Fashion entrepreneur and model Megan Gale will acquire full ownership of the swimwear brand she founded with Seafolly in 2010, after difficulties securing the global trademark of Isola by Megan Gale prompted the severing of the business partnership.
Gale, who has been creative director of Isola by Megan Gale since its launch in 2010, is now reportedly considering her options for the brand, which according to Fairfax has annual revenue of $4 million.
Seafolly Australia chief executive Anthony Halas said yesterday while the partnership with Gale had been “very successful”, the Isola brand would no longer be manufactured or distributed by Seafolly.
A statement released by the company indicated its recent acquisition by L Capital Asia has increased its focus on growing global distribution networks, and a decision to cease production of Isola is “due to the inability to market the Isola by Megan brand name in this capacity”.
Halas said he is sorry to see the partnership come to an end.
“I have thoroughly enjoyed our collaboration with Megan Gale and feel very proud of what we have achieved in a short space of time,” he said.
In a statement, Gale said the Isola swimwear label, which targets women in their 30s and 40s, is her first successful business venture.
“As a team, we have seen this brand grow from strength to strength, our last season being our best yet in terms of sales, support from the public and stockists,” she said.
Dean Wilkie, a lecturer in the School of Marketing at the University of NSW, told SmartCompany this morning a business partnership coming to an end can be a difficult thing for an entrepreneur.
He says in his experience of acquisitions and mergers, “someone always loses”.
Wilkie likens business partnerships to marriages, where despite the best intentions things don’t always work out for both parties.
“When forming these partnerships, it really is a case of someone has more to gain than the other party,” he says.

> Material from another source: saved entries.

use bytemuck::{
  Pod,
  Zeroable,
};
use serde::{
  Deserialize,
  Deserializer,
  Serialize,
};

/// The sentinel index meaning "no such reference".
pub const INVALID_INDEX: u32 = u32::MAX;

/// The vertex attribute type.
/// The discriminants are single-bit flags to stay binary compatible with existing consumers,
/// but an attribute always carries exactly one type.
#[repr(u32)]
#[derive(Debug, Clone, Copy, PartialEq, Eq, Hash, PartialOrd, Ord, Serialize, Deserialize)]
pub enum HalaVertexAttribType {
  Position = 1 << 0,
  Normal = 1 << 1,
  Tangent = 1 << 2,
  BiTangent = 1 << 3,
  TexCoord = 1 << 4,
  Color = 1 << 5,
  Joints = 1 << 6,
  Weights = 1 << 7,
  Blendshape = 1 << 8,
}

/// The implementation of the vertex attribute type.
impl HalaVertexAttribType {
  /// All attribute types in the canonical layout order.
  pub const CANONICAL_ORDER: [HalaVertexAttribType; 9] = [
    Self::Position,
    Self::Normal,
    Self::Tangent,
    Self::BiTangent,
    Self::TexCoord,
    Self::Color,
    Self::Joints,
    Self::Weights,
    Self::Blendshape,
  ];

  /// Get the attribute type from the raw flag value.
  /// param bits: The raw flag value.
  /// return: The attribute type or None if the value is not exactly one known flag.
  pub fn from_bits(bits: u32) -> Option<Self> {
    Self::CANONICAL_ORDER.into_iter().find(|t| *t as u32 == bits)
  }

  /// Get the position of this type in the canonical layout order.
  pub fn canonical_rank(self) -> u32 {
    (self as u32).trailing_zeros()
  }

  /// Whether a mesh may carry more than one channel of this type.
  pub fn allows_multiple_sets(self) -> bool {
    !matches!(self, Self::Position | Self::Normal | Self::Tangent | Self::BiTangent)
  }

  /// Get the fixed number of components of this type.
  /// return: The number of components, or None for variable arity types.
  pub fn fixed_num_value_per_index(self) -> Option<u8> {
    match self {
      Self::Position | Self::Normal | Self::Tangent | Self::BiTangent => Some(3),
      Self::TexCoord => Some(2),
      Self::Color => Some(4),
      Self::Joints | Self::Weights | Self::Blendshape => None,
    }
  }
}

/// Accept only a raw flag that names exactly one attribute type.
fn deserialize_attrib_type<'de, D: Deserializer<'de>>(deserializer: D) -> Result<u32, D::Error> {
  let bits = u32::deserialize(deserializer)?;
  HalaVertexAttribType::from_bits(bits)
    .map(|attrib_type| attrib_type as u32)
    .ok_or_else(|| serde::de::Error::custom(format!("invalid attribute type flag {:#x}", bits)))
}

/// A node of the scene hierarchy.
#[repr(C)]
#[derive(Debug, Clone, Copy, PartialEq, Pod, Zeroable, Serialize, Deserialize)]
pub struct HalaNode {
  pub parent: u32,
  /// Column-major 4x4 local transform.
  pub transform: [f32; 16],
  pub mesh_index: u32,
}

/// The default implementation of the node.
impl Default for HalaNode {
  fn default() -> Self {
    Self {
      parent: INVALID_INDEX,
      transform: glam::Mat4::IDENTITY.to_cols_array(),
      mesh_index: INVALID_INDEX,
    }
  }
}

impl HalaNode {
  pub fn is_root(&self) -> bool {
    self.parent == INVALID_INDEX
  }

  pub fn has_mesh(&self) -> bool {
    self.mesh_index != INVALID_INDEX
  }

  /// Get the local transform as a matrix.
  pub fn local_transform(&self) -> glam::Mat4 {
    glam::Mat4::from_cols_array(&self.transform)
  }
}

/// The location of a mesh's faces and attribute descriptors.
#[repr(C)]
#[derive(Debug, Default, Clone, Copy, PartialEq, Eq, Pod, Zeroable, Serialize, Deserialize)]
pub struct HalaMeshInfo {
  /// Byte offset of the face array in the arena.
  pub face_offset: u32,
  pub face_count: u32,
  /// Index of the first attribute descriptor of this mesh in the attribute directory.
  pub attribute_start: u32,
  pub attribute_count: u32,
}

/// A face as a range of corners in the per-channel index arrays.
#[repr(C)]
#[derive(Debug, Default, Clone, Copy, PartialEq, Eq, Pod, Zeroable, Serialize, Deserialize)]
pub struct HalaFace {
  pub indices_begin: u32,
  pub num_of_indices: u32,
}

/// The location and shape of one vertex attribute channel.
/// All records of a directory are plain old data, so the whole directory can be handed over as raw bytes.
#[repr(C)]
#[derive(Debug, Clone, Copy, PartialEq, Eq, Pod, Zeroable, Serialize, Deserialize)]
pub struct HalaAttributeInfo {
  /// Byte offset of the u32 index array.
  pub index_offset: u32,
  /// Byte offset of the f32 value array.
  pub value_offset: u32,
  /// The raw flag of the attribute type.
  #[serde(deserialize_with = "deserialize_attrib_type")]
  attrib_type: u32,
  pub index_count: u32,
  pub value_count: u32,
  /// 3 for vector3, max bones for joints and weights, 3 * max blendshapes for blendshapes.
  pub num_value_per_index: u8,
  #[serde(skip)]
  _padding: [u8; 3],
}

/// The implementation of the attribute info.
impl HalaAttributeInfo {
  /// Create a new attribute info without placement.
  /// param attrib_type: The attribute type.
  /// param index_count: The number of indices.
  /// param value_count: The number of distinct values.
  /// param num_value_per_index: The number of f32 components of one value.
  /// return: The attribute info.
  pub fn new(attrib_type: HalaVertexAttribType, index_count: u32, value_count: u32, num_value_per_index: u8) -> Self {
    Self {
      index_offset: 0,
      value_offset: 0,
      attrib_type: attrib_type as u32,
      index_count,
      value_count,
      num_value_per_index,
      _padding: [0; 3],
    }
  }

  /// Get the attribute type.
  /// Panics on an unknown flag, use `try_attrib_type` for records cast from foreign bytes.
  pub fn attrib_type(&self) -> HalaVertexAttribType {
    match self.try_attrib_type() {
      Some(attrib_type) => attrib_type,
      None => panic!("Invalid attribute type flag {:#x}.", self.attrib_type),
    }
  }

  /// Get the attribute type.
  /// return: The attribute type or None if the raw flag is not exactly one known flag.
  pub fn try_attrib_type(&self) -> Option<HalaVertexAttribType> {
    HalaVertexAttribType::from_bits(self.attrib_type)
  }

  /// Get the number of f32 elements in the value array.
  pub fn num_of_floats(&self) -> usize {
    self.value_count as usize * self.num_value_per_index as usize
  }

  /// Get the byte size of the index array.
  pub fn index_bytes(&self) -> usize {
    self.index_count as usize * std::mem::size_of::<u32>()
  }

  /// Get the byte size of the value array.
  pub fn value_bytes(&self) -> usize {
    self.num_of_floats() * std::mem::size_of::<f32>()
  }
}

#[cfg(test)]
mod tests {
  use super::*;

  #[test]
  fn record_sizes_are_stable() {
    assert_eq!(std::mem::size_of::<HalaNode>(), 72);
    assert_eq!(std::mem::size_of::<HalaMeshInfo>(), 16);
    assert_eq!(std::mem::size_of::<HalaFace>(), 8);
    assert_eq!(std::mem::size_of::<HalaAttributeInfo>(), 24);
  }

  #[test]
  fn attrib_type_flags() {
    assert_eq!(HalaVertexAttribType::from_bits(1 << 4), Some(HalaVertexAttribType::TexCoord));
    assert_eq!(HalaVertexAttribType::from_bits(0b11), None);
    assert_eq!(HalaVertexAttribType::from_bits(0), None);
    assert_eq!(HalaVertexAttribType::Position.canonical_rank(), 0);
    assert_eq!(HalaVertexAttribType::Blendshape.canonical_rank(), 8);
    assert!(HalaVertexAttribType::Color.allows_multiple_sets());
    assert!(!HalaVertexAttribType::Normal.allows_multiple_sets());
  }

  #[test]
  fn default_node_uses_sentinels() {
    let node = HalaNode::default();
    assert!(node.is_root());
    assert!(!node.has_mesh());
    assert_eq!(node.local_transform(), glam::Mat4::IDENTITY);
  }

  #[test]
  fn zeroed_record_has_no_type() {
    let info: HalaAttributeInfo = bytemuck::Zeroable::zeroed();
    assert_eq!(info.try_attrib_type(), None);

    let mut bytes = [0u8; 24];
    bytes[8..12].copy_from_slice(&(1u32 << 5).to_ne_bytes());
    let info: HalaAttributeInfo = bytemuck::pod_read_unaligned(&bytes);
    assert_eq!(info.try_attrib_type(), Some(HalaVertexAttribType::Color));
  }

  #[test]
  fn deserialize_rejects_unknown_type_flag() {
    let record = |attrib_type: u32| format!(
      r#"{{"index_offset":0,"value_offset":16,"attrib_type":{},"index_count":3,"value_count":3,"num_value_per_index":3}}"#,
      attrib_type,
    );
    assert!(serde_json::from_str::<HalaAttributeInfo>(&record(3)).is_err());
    assert!(serde_json::from_str::<HalaAttributeInfo>(&record(0)).is_err());

    let info = serde_json::from_str::<HalaAttributeInfo>(&record(1)).unwrap();
    assert_eq!(info.attrib_type(), HalaVertexAttribType::Position);
    let round_trip = serde_json::to_string(&info).unwrap();
    assert_eq!(serde_json::from_str::<HalaAttributeInfo>(&round_trip).unwrap(), info);
  }

  #[test]
  fn attribute_info_sizes() {
    let info = HalaAttributeInfo::new(HalaVertexAttribType::Color, 6, 4, 4);
    assert_eq!(info.attrib_type(), HalaVertexAttribType::Color);
    assert_eq!(info.num_of_floats(), 16);
    assert_eq!(info.index_bytes(), 24);
    assert_eq!(info.value_bytes(), 64);
  }
}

“The only way to plan for these things is to have open honest and transparent relationship. It is a relationship, you’re dealing with people as well as brands.”
Wilkie says concerns about the Isola trademark are likely a vexed for both parties if they hadn’t seen it coming.
“When issues such as trademarks come up, the question has to be about working through the process as much as you can as a team,” he says.
“If they had exhausted all avenues for this to work, ultimately it’s in the best interests to break up the deal.”
For Wilkie, other businesses and entrepreneurs should learn how to predict these issues before they pop up.
“Not a lot of marketers think two or three steps ahead,” he says.
“The lesson is do due diligence and work through these types of scenarios and what would happen in that case, so you can go into an agreement with eyes wide open.”
SmartCompany contacted Isola by Megan Gale but did not receive a response prior to publication.